No importa lo digno que se vuelva un hombre o una mujer por su imitación de Cristo, no importa cuánto merezca un ser humano la dulía, la latría sólo se debe a Dios –Padre, Hijo y Espíritu. Sin embargo, con relación a esto, la Bienaventurada Virgen María se queda sola en medio de los seres humanos. Su papel clave en la elección y en la redención es singular. Por la divina providencia, María merece nuestra hiperdulía. Como Eva era «la madre de todos los vivientes» (Génesis 3:20) en un sentido natural, María es la madre del Redentor y madre de los redimidos, es decir, «la madre de todos los vivientes» en un sentido sobrenatural.

La elección llega a su plenitud de manera maravillosa en la redención. Por eso, Pedro puede reinterpretar correctamente la comprensión de Éxodo 19:6 por la que Israel se constituye en el nuevo Israel, la Iglesia, «linaje elegido, sacerdocio real, nación santa» (1 Pedro 2:9). En la nueva situación, como apunta Pablo, «ya no hay judío ni griego; ni esclavo ni libre; ni hombre ni mujer, ya que todos vosotros sois uno en Cristo Jesús. Y si sois de Cristo, ya sois descendencia de Abraham, herederos según la Promesa» (Gálatas 3:28-29).
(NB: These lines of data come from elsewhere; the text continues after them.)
//! Codec Tests
//!
//! Tests for command and response encoding/decoding.

use std::io::Cursor;

use scoreledger::protocol::{
    decode_command, decode_response, encode_command, encode_response, read_command,
    read_response, write_command, write_response, Command, Response, Status, HEADER_SIZE,
    MAX_PAYLOAD_SIZE,
};
use scoreledger::{Ledger, LedgerError, MemoryLedger, ScoreRecord};

// =============================================================================
// Command Encoding/Decoding Tests
// =============================================================================

#[test]
fn test_encode_decode_get_score() {
    let cmd = Command::GetScore {
        name: "Pepper".to_string(),
    };

    let decoded = decode_command(&encode_command(&cmd).unwrap()).unwrap();

    assert_eq!(decoded, cmd);
}

#[test]
fn test_encode_decode_record_win() {
    let cmd = Command::RecordWin {
        name: "Floyd".to_string(),
    };

    let decoded = decode_command(&encode_command(&cmd).unwrap()).unwrap();

    assert_eq!(decoded, cmd);
}

#[test]
fn test_encode_decode_league_and_ping() {
    for cmd in [Command::League, Command::Ping] {
        let encoded = encode_command(&cmd).unwrap();
        assert_eq!(encoded.len(), HEADER_SIZE);
        assert_eq!(decode_command(&encoded).unwrap(), cmd);
    }
}

#[test]
fn test_command_wire_layout() {
    let encoded = encode_command(&Command::RecordWin {
        name: "Bob".to_string(),
    })
    .unwrap();

    assert_eq!(encoded, vec![0x02, 0, 0, 0, 3, b'B', b'o', b'b']);
}

#[test]
fn test_decode_unicode_name() {
    let cmd = Command::GetScore {
        name: "Łukasz 🎯".to_string(),
    };

    assert_eq!(decode_command(&encode_command(&cmd).unwrap()).unwrap(), cmd);
}

#[test]
fn test_decode_unknown_command() {
    let result = decode_command(&[0x7F, 0, 0, 0, 0]);

    assert!(matches!(result, Err(LedgerError::Protocol(_))));
}

#[test]
fn test_decode_incomplete_header() {
    assert!(matches!(
        decode_command(&[0x01, 0, 0]),
        Err(LedgerError::Protocol(_))
    ));
}

#[test]
fn test_decode_incomplete_payload() {
    assert!(matches!(
        decode_command(&[0x01, 0, 0, 0, 10, b'a']),
        Err(LedgerError::Protocol(_))
    ));
}

#[test]
fn test_decode_oversized_payload() {
    let len = (MAX_PAYLOAD_SIZE + 1).to_be_bytes();
    let bytes = [0x01, len[0], len[1], len[2], len[3]];

    assert!(matches!(decode_command(&bytes), Err(LedgerError::Protocol(_))));
}

#[test]
fn test_decode_invalid_utf8_name() {
    let bytes = [0x01, 0, 0, 0, 2, 0xC3, 0x28];

    assert!(matches!(decode_command(&bytes), Err(LedgerError::Protocol(_))));
}

#[test]
fn test_decode_ping_with_payload_rejected() {
    let bytes = [0x04, 0, 0, 0, 1, b'x'];

    assert!(matches!(decode_command(&bytes), Err(LedgerError::Protocol(_))));
}

// =============================================================================
// Response Encoding/Decoding Tests
// =============================================================================

#[test]
fn test_encode_decode_score_response() {
    let record = ScoreRecord::new("Bob", 3);
    let response = Response::score(&record).unwrap();

    let decoded = decode_response(&encode_response(&response).unwrap()).unwrap();

    assert_eq!(decoded.status, Status::Ok);
    assert_eq!(decoded.record().unwrap(), record);
}

#[test]
fn test_encode_decode_accepted_response() {
    let record = ScoreRecord::new("Alice", 1);
    let response = Response::accepted(&record).unwrap();

    let decoded = decode_response(&encode_response(&response).unwrap()).unwrap();

    assert_eq!(decoded.status, Status::Accepted);
    assert_eq!(decoded.status.http_code(), 202);
    assert_eq!(decoded.record().unwrap(), record);
}

#[test]
fn test_encode_decode_league_response() {
    let league = vec![ScoreRecord::new("Bob", 3), ScoreRecord::new("Alice", 1)];
    let response = Response::league(&league).unwrap();

    let decoded = decode_response(&encode_response(&response).unwrap()).unwrap();

    assert_eq!(decoded.records().unwrap(), league);
}

#[test]
fn test_empty_league_response() {
    let response = Response::league(&[]).unwrap();

    let decoded = decode_response(&encode_response(&response).unwrap()).unwrap();

    assert!(decoded.records().unwrap().is_empty());
}

#[test]
fn test_not_found_response() {
    let decoded = decode_response(&encode_response(&Response::not_found()).unwrap()).unwrap();

    assert_eq!(decoded.status, Status::NotFound);
    assert_eq!(decoded.status.http_code(), 404);
    assert!(decoded.payload.is_none());
}

#[test]
fn test_error_response_message() {
    let decoded = decode_response(&encode_response(&Response::error("boom")).unwrap()).unwrap();

    assert_eq!(decoded.status, Status::Error);
    assert_eq!(decoded.message(), "boom");
}

#[test]
fn test_encode_oversized_response_rejected() {
    let response = Response::ok(Some(vec![0; MAX_PAYLOAD_SIZE as usize + 1]));

    assert!(matches!(
        encode_response(&response),
        Err(LedgerError::Protocol(_))
    ));
}

#[test]
fn test_encode_payload_at_limit_accepted() {
    let response = Response::ok(Some(vec![0; MAX_PAYLOAD_SIZE as usize]));

    let encoded = encode_response(&response).unwrap();

    assert_eq!(encoded.len(), HEADER_SIZE + MAX_PAYLOAD_SIZE as usize);
    assert_eq!(&encoded[1..HEADER_SIZE], &MAX_PAYLOAD_SIZE.to_be_bytes());
}

#[test]
fn test_encode_oversized_league_rejected() {
    let ledger = MemoryLedger::with_scores(
        (0..700_000u64).map(|i| (format!("player-{:07}", i), i + 1)),
    );
    let response = Response::league(&ledger.get_league().unwrap()).unwrap();
    assert!(response.payload.as_ref().unwrap().len() > MAX_PAYLOAD_SIZE as usize);

    assert!(matches!(
        encode_response(&response),
        Err(LedgerError::Protocol(_))
    ));
}

#[test]
fn test_encode_oversized_command_rejected() {
    let cmd = Command::RecordWin {
        name: "x".repeat(MAX_PAYLOAD_SIZE as usize + 1),
    };

    assert!(matches!(encode_command(&cmd), Err(LedgerError::Protocol(_))));
}

#[test]
fn test_decode_unknown_status() {
    assert!(matches!(
        decode_response(&[0x09, 0, 0, 0, 0]),
        Err(LedgerError::Protocol(_))
    ));
}

#[test]
fn test_from_error_mapping() {
    let not_found = Response::from_error(&LedgerError::NotFound("x".to_string()));
    assert_eq!(not_found.status, Status::NotFound);

    let unavailable = Response::from_error(&LedgerError::unavailable(
        "record_win",
        Some("x"),
        "disk full",
    ));
    assert_eq!(unavailable.status, Status::Error);
    assert_eq!(unavailable.status.http_code(), 500);
    assert!(!unavailable.message().contains("disk full"));
}

#[test]
fn test_record_on_empty_payload_fails() {
    assert!(matches!(
        Response::not_found().record(),
        Err(LedgerError::Protocol(_))
    ));
}

// =============================================================================
// Stream I/O Tests
// =============================================================================

#[test]
fn test_stream_command_sequence() {
    let mut buffer = Vec::new();
    let commands = vec![
        Command::RecordWin {
            name: "A".to_string(),
        },
        Command::GetScore {
            name: "A".to_string(),
        },
        Command::League,
        Command::Ping,
    ];
    for cmd in &commands {
        write_command(&mut buffer, cmd).unwrap();
    }

    let mut cursor = Cursor::new(buffer);
    for expected in &commands {
        assert_eq!(&read_command(&mut cursor).unwrap(), expected);
    }

    match read_command(&mut cursor) {
        Err(LedgerError::Io(e)) => assert_eq!(e.kind(), std::io::ErrorKind::UnexpectedEof),
        other => panic!("Expected EOF, got {:?}", other),
    }
}

#[test]
fn test_stream_response() {
    let mut buffer = Vec::new();
    write_response(&mut buffer, &Response::ok(Some(b"PONG".to_vec()))).unwrap();
    write_response(&mut buffer, &Response::not_found()).unwrap();

    let mut cursor = Cursor::new(buffer);

    let first = read_response(&mut cursor).unwrap();
    assert_eq!(first.payload.as_deref(), Some(&b"PONG"[..]));

    let second = read_response(&mut cursor).unwrap();
    assert_eq!(second.status, Status::NotFound);
}

#[test]
fn test_oversized_write_leaves_stream_untouched() {
    let mut buffer = Vec::new();
    let response = Response::ok(Some(vec![0; MAX_PAYLOAD_SIZE as usize + 1]));

    assert!(write_response(&mut buffer, &response).is_err());
    assert!(buffer.is_empty());
}
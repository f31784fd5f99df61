//! Ledger Client
//!
//! Blocking client speaking the ledger protocol, used by the CLI and tests.

use std::io::{BufReader, BufWriter};
use std::net::{TcpStream, ToSocketAddrs};
use std::time::Duration;

use crate::error::{LedgerError, Result};
use crate::protocol::{read_response, write_command, Command, Response, Status};
use crate::record::ScoreRecord;

/// A connection to a ledger server
pub struct Client {
    reader: BufReader<TcpStream>,
    writer: BufWriter<TcpStream>,
}

impl Client {
    /// Connect to a server
    pub fn connect(addr: impl ToSocketAddrs) -> Result<Self> {
        let stream = TcpStream::connect(addr)
            .map_err(|e| LedgerError::Network(format!("Failed to connect: {}", e)))?;
        stream.set_nodelay(true)?;

        Ok(Self {
            reader: BufReader::new(stream.try_clone()?),
            writer: BufWriter::new(stream),
        })
    }

    /// Apply a timeout to both directions of the socket
    pub fn set_timeout(&self, timeout: Option<Duration>) -> Result<()> {
        let stream = self.reader.get_ref();
        stream.set_read_timeout(timeout)?;
        stream.set_write_timeout(timeout)?;
        Ok(())
    }

    pub fn get_player_score(&mut self, name: &str) -> Result<u64> {
        let response = self.send(Command::GetScore {
            name: name.to_owned(),
        })?;
        Self::expect(&response, Status::Ok, Some(name))?;
        Ok(response.record()?.score)
    }

    pub fn record_win(&mut self, name: &str) -> Result<ScoreRecord> {
        let response = self.send(Command::RecordWin {
            name: name.to_owned(),
        })?;
        Self::expect(&response, Status::Accepted, Some(name))?;
        response.record()
    }

    pub fn get_league(&mut self) -> Result<Vec<ScoreRecord>> {
        let response = self.send(Command::League)?;
        Self::expect(&response, Status::Ok, None)?;
        response.records()
    }

    pub fn ping(&mut self) -> Result<()> {
        let response = self.send(Command::Ping)?;
        Self::expect(&response, Status::Ok, None)
    }

    /// Send one command and wait for its response
    pub fn send(&mut self, command: Command) -> Result<Response> {
        write_command(&mut self.writer, &command)?;
        read_response(&mut self.reader)
    }

    fn expect(response: &Response, wanted: Status, name: Option<&str>) -> Result<()> {
        match response.status {
            s if s == wanted => Ok(()),
            Status::NotFound => Err(LedgerError::NotFound(name.unwrap_or_default().to_owned())),
            Status::Error => Err(LedgerError::Network(format!(
                "Server error: {}",
                response.message()
            ))),
            other => Err(LedgerError::Protocol(format!(
                "Unexpected response status {:?} (wanted {:?})",
                other, wanted
            ))),
        }
    }
}
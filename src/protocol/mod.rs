//! Protocol Module
//!
//! Wire protocol between ledger clients and the server.
//!
//! ## Request Format
//! ```text
//! ┌──────────┬──────────┬─────────────────────────────┐
//! │ Cmd (1)  │ Len (4)  │         Payload             │
//! └──────────┴──────────┴─────────────────────────────┘
//! ```
//!
//! ### Commands
//! - 0x01: GET_SCORE  - Payload: player name (UTF-8)
//! - 0x02: RECORD_WIN - Payload: player name (UTF-8)
//! - 0x03: LEAGUE     - Payload: empty
//! - 0x04: PING       - Payload: empty
//!
//! ## Response Format
//! ```text
//! ┌──────────┬──────────┬─────────────────────────────┐
//! │Status(1) │ Len (4)  │         Payload             │
//! └──────────┴──────────┴─────────────────────────────┘
//! ```
//!
//! ### Status Codes
//! - 0x00: OK        (HTTP 200) - bincode `ScoreRecord` / `Vec<ScoreRecord>`
//! - 0x01: NOT_FOUND (HTTP 404)
//! - 0x02: ERROR     (HTTP 500 / 400) - UTF-8 message
//! - 0x03: ACCEPTED  (HTTP 202) - bincode `ScoreRecord`

mod codec;
mod command;
mod response;

pub use codec::{
    decode_command, decode_response, encode_command, encode_response, read_command,
    read_response, write_command, write_response, HEADER_SIZE, MAX_PAYLOAD_SIZE,
};
pub use command::{Command, CommandType};
pub use response::{Response, Status};
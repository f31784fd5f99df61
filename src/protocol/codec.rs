//! Protocol codec
//!
//! Encoding and decoding functions for the wire protocol.
//!
//! ### Payload by Command Type
//! - GET_SCORE:  player name (UTF-8, whole payload)
//! - RECORD_WIN: player name (UTF-8, whole payload)
//! - LEAGUE:     empty
//! - PING:       empty

use std::io::{Read, Write};

use bytes::{BufMut, BytesMut};

use crate::error::{LedgerError, Result};
use super::{Command, CommandType, Response, Status};

/// Header size: 1 byte command/status + 4 bytes length
pub const HEADER_SIZE: usize = 5;

/// Maximum payload size (16 MB)
pub const MAX_PAYLOAD_SIZE: u32 = 16 * 1024 * 1024;

// =============================================================================
// Framing
// =============================================================================

fn frame(tag: u8, payload: &[u8], what: &str) -> Result<Vec<u8>> {
    let len = u32::try_from(payload.len())
        .ok()
        .filter(|len| *len <= MAX_PAYLOAD_SIZE)
        .ok_or_else(|| {
            LedgerError::Protocol(format!(
                "{} payload too large: {} bytes (max {})",
                what,
                payload.len(),
                MAX_PAYLOAD_SIZE
            ))
        })?;

    let mut message = BytesMut::with_capacity(HEADER_SIZE + payload.len());
    message.put_u8(tag);
    message.put_u32(len);
    message.put_slice(payload);
    Ok(message.to_vec())
}

/// Split a complete frame into its tag byte and payload
fn unframe<'a>(bytes: &'a [u8], what: &str) -> Result<(u8, &'a [u8])> {
    if bytes.len() < HEADER_SIZE {
        return Err(LedgerError::Protocol(format!(
            "Incomplete {} header: expected {} bytes, got {}",
            what,
            HEADER_SIZE,
            bytes.len()
        )));
    }

    let tag = bytes[0];
    let payload_len = payload_len(&bytes[..HEADER_SIZE], what)?;

    let total_len = HEADER_SIZE + payload_len;
    if bytes.len() < total_len {
        return Err(LedgerError::Protocol(format!(
            "Incomplete {} payload: expected {} bytes, got {}",
            what,
            total_len,
            bytes.len()
        )));
    }

    Ok((tag, &bytes[HEADER_SIZE..total_len]))
}

/// Parse and validate the length field of a header
fn payload_len(header: &[u8], what: &str) -> Result<usize> {
    let len = u32::from_be_bytes([header[1], header[2], header[3], header[4]]);
    if len > MAX_PAYLOAD_SIZE {
        return Err(LedgerError::Protocol(format!(
            "{} payload too large: {} bytes (max {})",
            what, len, MAX_PAYLOAD_SIZE
        )));
    }
    Ok(len as usize)
}

/// Read header + payload of one frame from a stream
fn read_frame<R: Read>(reader: &mut R, what: &str) -> Result<Vec<u8>> {
    let mut header = [0u8; HEADER_SIZE];
    reader.read_exact(&mut header)?;

    let len = payload_len(&header, what)?;

    let mut message = vec![0u8; HEADER_SIZE + len];
    message[..HEADER_SIZE].copy_from_slice(&header);
    if len > 0 {
        reader.read_exact(&mut message[HEADER_SIZE..])?;
    }
    Ok(message)
}

// =============================================================================
// Command Encoding/Decoding
// =============================================================================

/// Encode a command to bytes
///
/// Format: cmd_type (1) + payload_len (4) + payload.
/// Fails if the payload exceeds `MAX_PAYLOAD_SIZE`.
pub fn encode_command(command: &Command) -> Result<Vec<u8>> {
    let payload = command.player().unwrap_or("").as_bytes();
    frame(command.command_type() as u8, payload, "command")
}

/// Decode a command from bytes
pub fn decode_command(bytes: &[u8]) -> Result<Command> {
    let (cmd_type, payload) = unframe(bytes, "command")?;

    match cmd_type {
        t if t == CommandType::GetScore as u8 => Ok(Command::GetScore {
            name: decode_name("GET_SCORE", payload)?,
        }),
        t if t == CommandType::RecordWin as u8 => Ok(Command::RecordWin {
            name: decode_name("RECORD_WIN", payload)?,
        }),
        t if t == CommandType::League as u8 => {
            expect_empty("LEAGUE", payload)?;
            Ok(Command::League)
        }
        t if t == CommandType::Ping as u8 => {
            expect_empty("PING", payload)?;
            Ok(Command::Ping)
        }
        _ => Err(LedgerError::Protocol(format!(
            "Unknown command type: 0x{:02x}",
            cmd_type
        ))),
    }
}

fn decode_name(command: &str, payload: &[u8]) -> Result<String> {
    String::from_utf8(payload.to_vec()).map_err(|e| {
        LedgerError::Protocol(format!("{} command: player name is not UTF-8: {}", command, e))
    })
}

fn expect_empty(command: &str, payload: &[u8]) -> Result<()> {
    if !payload.is_empty() {
        return Err(LedgerError::Protocol(format!(
            "{} command: unexpected payload of {} bytes",
            command,
            payload.len()
        )));
    }
    Ok(())
}

// =============================================================================
// Response Encoding/Decoding
// =============================================================================

/// Encode a response to bytes
///
/// Format: status (1) + payload_len (4) + payload.
/// Fails if the payload exceeds `MAX_PAYLOAD_SIZE`.
pub fn encode_response(response: &Response) -> Result<Vec<u8>> {
    frame(
        response.status as u8,
        response.payload.as_deref().unwrap_or(&[]),
        "response",
    )
}

/// Decode a response from bytes
pub fn decode_response(bytes: &[u8]) -> Result<Response> {
    let (status_byte, payload) = unframe(bytes, "response")?;

    let status = match status_byte {
        0x00 => Status::Ok,
        0x01 => Status::NotFound,
        0x02 => Status::Error,
        0x03 => Status::Accepted,
        _ => {
            return Err(LedgerError::Protocol(format!(
                "Unknown response status: 0x{:02x}",
                status_byte
            )))
        }
    };

    let payload = if payload.is_empty() {
        None
    } else {
        Some(payload.to_vec())
    };

    Ok(Response { status, payload })
}

// =============================================================================
// Stream-based I/O helpers
// =============================================================================

/// Read a complete command from a stream
///
/// Blocks until a complete command is received or an error occurs
pub fn read_command<R: Read>(reader: &mut R) -> Result<Command> {
    decode_command(&read_frame(reader, "command")?)
}

/// Write a command to a stream
///
/// Nothing is written if the command cannot be encoded.
pub fn write_command<W: Write>(writer: &mut W, command: &Command) -> Result<()> {
    writer.write_all(&encode_command(command)?)?;
    writer.flush()?;
    Ok(())
}

/// Read a complete response from a stream
pub fn read_response<R: Read>(reader: &mut R) -> Result<Response> {
    decode_response(&read_frame(reader, "response")?)
}

/// Write a response to a stream
///
/// Nothing is written if the response cannot be encoded.
pub fn write_response<W: Write>(writer: &mut W, response: &Response) -> Result<()> {
    writer.write_all(&encode_response(response)?)?;
    writer.flush()?;
    Ok(())
}
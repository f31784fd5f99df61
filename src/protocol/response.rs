//! Response definitions
//!
//! Replies sent back to clients.

use crate::error::{LedgerError, Result};
use crate::record::ScoreRecord;

/// Response status codes
#[derive(Debug, Clone, Copy, PartialEq, Eq)]
#[repr(u8)]
pub enum Status {
    Ok = 0x00,
    NotFound = 0x01,
    Error = 0x02,
    Accepted = 0x03,
}

impl Status {
    /// Equivalent HTTP status code
    pub fn http_code(self) -> u16 {
        match self {
            Status::Ok => 200,
            Status::Accepted => 202,
            Status::NotFound => 404,
            Status::Error => 500,
        }
    }
}

/// A response to send to a client
#[derive(Debug, Clone, PartialEq, Eq)]
pub struct Response {
    /// Status code
    pub status: Status,

    /// Optional payload (encoded records for OK/ACCEPTED, message for ERROR)
    pub payload: Option<Vec<u8>>,
}

impl Response {
    /// Create an OK response with optional payload
    pub fn ok(payload: Option<Vec<u8>>) -> Self {
        Self {
            status: Status::Ok,
            payload,
        }
    }

    /// OK response carrying one record
    pub fn score(record: &ScoreRecord) -> Result<Self> {
        Ok(Self::ok(Some(bincode::serialize(record)?)))
    }

    /// OK response carrying the ranked league
    pub fn league(league: &[ScoreRecord]) -> Result<Self> {
        Ok(Self::ok(Some(bincode::serialize(league)?)))
    }

    /// ACCEPTED response carrying the record produced by a win
    pub fn accepted(record: &ScoreRecord) -> Result<Self> {
        Ok(Self {
            status: Status::Accepted,
            payload: Some(bincode::serialize(record)?),
        })
    }

    /// Create a NOT_FOUND response
    pub fn not_found() -> Self {
        Self {
            status: Status::NotFound,
            payload: None,
        }
    }

    /// Create an ERROR response
    pub fn error(message: &str) -> Self {
        Self {
            status: Status::Error,
            payload: Some(message.as_bytes().to_vec()),
        }
    }

    /// Translate a ledger failure into a response
    ///
    /// Internal causes are not exposed to clients.
    pub fn from_error(err: &LedgerError) -> Self {
        match err {
            LedgerError::NotFound(_) => Self::not_found(),
            LedgerError::Protocol(msg) => Self::error(msg),
            _ => Self::error("internal server error"),
        }
    }

    // =========================================================================
    // Payload Accessors (client side)
    // =========================================================================

    /// Decode the payload as a single record
    pub fn record(&self) -> Result<ScoreRecord> {
        Ok(bincode::deserialize(self.payload_bytes()?)?)
    }

    /// Decode the payload as a league
    pub fn records(&self) -> Result<Vec<ScoreRecord>> {
        Ok(bincode::deserialize(self.payload_bytes()?)?)
    }

    /// Payload interpreted as UTF-8 text (lossy)
    pub fn message(&self) -> String {
        self.payload
            .as_deref()
            .map(|p| String::from_utf8_lossy(p).into_owned())
            .unwrap_or_default()
    }

    fn payload_bytes(&self) -> Result<&[u8]> {
        self.payload
            .as_deref()
            .ok_or_else(|| LedgerError::Protocol("response has no payload".to_string()))
    }
}
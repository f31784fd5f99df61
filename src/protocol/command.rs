//! Command definitions
//!
//! Requests a client can send.

/// Command types
#[derive(Debug, Clone, Copy, PartialEq, Eq)]
#[repr(u8)]
pub enum CommandType {
    GetScore = 0x01,
    RecordWin = 0x02,
    League = 0x03,
    Ping = 0x04,
}

/// A parsed command
#[derive(Debug, Clone, PartialEq, Eq)]
pub enum Command {
    /// Look up one player's score
    GetScore { name: String },

    /// Record a win for a player
    RecordWin { name: String },

    /// Fetch the full ranking
    League,

    /// Ping (health check)
    Ping,
}

impl Command {
    /// Get the command type
    pub fn command_type(&self) -> CommandType {
        match self {
            Command::GetScore { .. } => CommandType::GetScore,
            Command::RecordWin { .. } => CommandType::RecordWin,
            Command::League => CommandType::League,
            Command::Ping => CommandType::Ping,
        }
    }

    /// Player name the command targets, if any
    pub fn player(&self) -> Option<&str> {
        match self {
            Command::GetScore { name } | Command::RecordWin { name } => Some(name.as_str()),
            Command::League | Command::Ping => None,
        }
    }
}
Finalmente, la bondad del Señor para su pueblo, hombres y mujeres, ejemplifica la realidad de la dignidad humana en el orden creado. Desde el principio, hombres y mujeres fueron hechos a «imago Dei», y gracias a la Encarnación todos los hombres y mujeres están invitados a participar de los frutos de la Pasión y la Resurrección. La imagen que nos presenta el Antiguo Testamento de las mujeres hace obvia el respeto y compasión de Dios por ellas.

Con respecto a nuestra edad contemporánea, al comenzar el tercer milenio del cristianismo, las mujeres deben ver su papel en la historia de la salvación como algo crítico para la revelación y redención de Dios. Las mujeres necesitan centrarse en los beneficios de Dios para con ellas, especialmente en su elección de una mujer como la madre de su Hijo. La cima de la gratuidad de Dios y el testimonio colectivo de la Biblia demuestran la importancia de las mujeres en la voluntad salvífica de Dios.

Desde el principio, hombres y mujeres han sido llamados a la unión con Dios. De hecho, es una mujer, hablando a otras mujeres, quien resume todo el testimonio bíblico presentado a la humanidad, cuando Isabel dice a María: «¡Feliz la que ha creído que se cumplirían las cosas que le fueron dichas de parte del Señor!» (Lucas 1:45).